▶ **WHAT IS EXPECTED**:
Hunt for the word "paths" across the entries below, copying each line that holds it.

(Stored items)

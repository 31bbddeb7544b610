//! Hot-path classification shared by the construct-in-hot-path rule family.
//!
//! A function is "hot path" if it is likely to run per-request or per-item:
//! reconcilers, HTTP handlers, worker loops. The precise tier matches known
//! signature shapes through the import table; the name heuristic is the
//! documented fallback. `init` functions are never hot path.

use kubeaudit_core::{FunctionRef, ImportTable};

use crate::watchlists::paths;

const HOT_NAMES: &[&str] = &[
    "reconcile",
    "servehttp",
    "handle",
    "process",
    "sync",
    "worker",
    "run",
];

const HOT_SUBSTRINGS: &[&str] = &["reconcil", "handler", "loop"];

/// Classify the enclosing function of a call site.
pub fn is_hot_path(func: &FunctionRef, imports: &ImportTable) -> bool {
    if func.name == "init" {
        return false;
    }

    // Precise tier: ServeHTTP(http.ResponseWriter, *http.Request).
    if func.name == "ServeHTTP" && func.param_types.len() == 2 {
        if type_resolves_to(&func.param_types[0], imports, paths::NET_HTTP, "ResponseWriter")
            && type_resolves_to(&func.param_types[1], imports, paths::NET_HTTP, "Request")
        {
            return true;
        }
    }

    // Precise tier: Reconcile(...) (reconcile.Result, error).
    if func.name == "Reconcile" {
        if let Some(first) = func.result_types.first() {
            if type_resolves_to(first, imports, paths::CR_RECONCILE, "Result")
                || type_resolves_to(first, imports, paths::CONTROLLER_RUNTIME, "Result")
            {
                return true;
            }
        }
    }

    // Name-heuristic fallback: receiver type first, then the function name.
    if let Some(receiver) = &func.receiver {
        let recv = receiver.to_lowercase();
        if recv.contains("reconcil") || recv.contains("controller") {
            return true;
        }
    }
    let name = func.name.to_lowercase();
    if HOT_NAMES.contains(&name.as_str()) {
        return true;
    }
    HOT_SUBSTRINGS.iter().any(|s| name.contains(s))
}

/// True if a declared type text like `*http.Request` resolves through the
/// import table to the given package path and type name.
fn type_resolves_to(type_text: &str, imports: &ImportTable, path: &str, name: &str) -> bool {
    let stripped = type_text.trim_start_matches('*');
    let Some((qualifier, type_name)) = stripped.split_once('.') else {
        return false;
    };
    type_name == name && imports.qualifier_path(qualifier) == Some(path)
}

#[cfg(test)]
mod tests {
    use super::*;
    use kubeaudit_core::{unit_from_sources, FunctionRef, SourceFile};

    fn func_and_imports(code: &str) -> (FunctionRef, ImportTable) {
        let unit = unit_from_sources(&[SourceFile::new("test.go", code)]).unwrap();
        let file = &unit.files[0];
        let root = file.root();
        let mut found = None;
        for i in 0..root.child_count() {
            let c = root.child(i).unwrap();
            if c.kind() == "function_declaration" || c.kind() == "method_declaration" {
                found = FunctionRef::from_node(&file.parsed, c);
            }
        }
        (found.expect("function"), file.imports.clone())
    }

    #[test]
    fn serve_http_signature_is_hot() {
        let (f, imports) = func_and_imports(
            r#"
package p

import "net/http"

func (s *Server) ServeHTTP(w http.ResponseWriter, r *http.Request) {}
"#,
        );
        assert!(is_hot_path(&f, &imports));
    }

    #[test]
    fn serve_http_name_without_signature_still_hot_by_name() {
        // The fixed name set includes servehttp, so the fallback fires even
        // when the signature does not resolve.
        let (f, imports) = func_and_imports("package p\n\nfunc ServeHTTP() {}\n");
        assert!(is_hot_path(&f, &imports));
    }

    #[test]
    fn reconcile_result_signature_is_hot() {
        let (f, imports) = func_and_imports(
            r#"
package p

import "sigs.k8s.io/controller-runtime/pkg/reconcile"

func (r *Thing) Reconcile(ctx context.Context, req reconcile.Request) (reconcile.Result, error) {
    return reconcile.Result{}, nil
}
"#,
        );
        assert!(is_hot_path(&f, &imports));
    }

    #[test]
    fn reconciler_receiver_is_hot() {
        let (f, imports) =
            func_and_imports("package p\n\nfunc (r *PodReconciler) helper() {}\n");
        assert!(is_hot_path(&f, &imports));
    }

    #[test]
    fn handler_substring_is_hot() {
        let (f, imports) = func_and_imports("package p\n\nfunc requestHandler() {}\n");
        assert!(is_hot_path(&f, &imports));
    }

    #[test]
    fn init_is_never_hot() {
        let (f, imports) = func_and_imports("package p\n\nfunc init() {}\n");
        assert!(!is_hot_path(&f, &imports));
    }

    #[test]
    fn plain_function_is_not_hot() {
        let (f, imports) = func_and_imports("package p\n\nfunc setup() {}\n");
        assert!(!is_hot_path(&f, &imports));
    }
}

▶ **THE COMPLETED TASK**:
use crate::watchlists::paths;
        if type_resolves_to(&func.param_types[0], imports, paths::NET_HTTP, "ResponseWriter")
            && type_resolves_to(&func.param_types[1], imports, paths::NET_HTTP, "Request")
            if type_resolves_to(first, imports, paths::CR_RECONCILE, "Result")
                || type_resolves_to(first, imports, paths::CONTROLLER_RUNTIME, "Result")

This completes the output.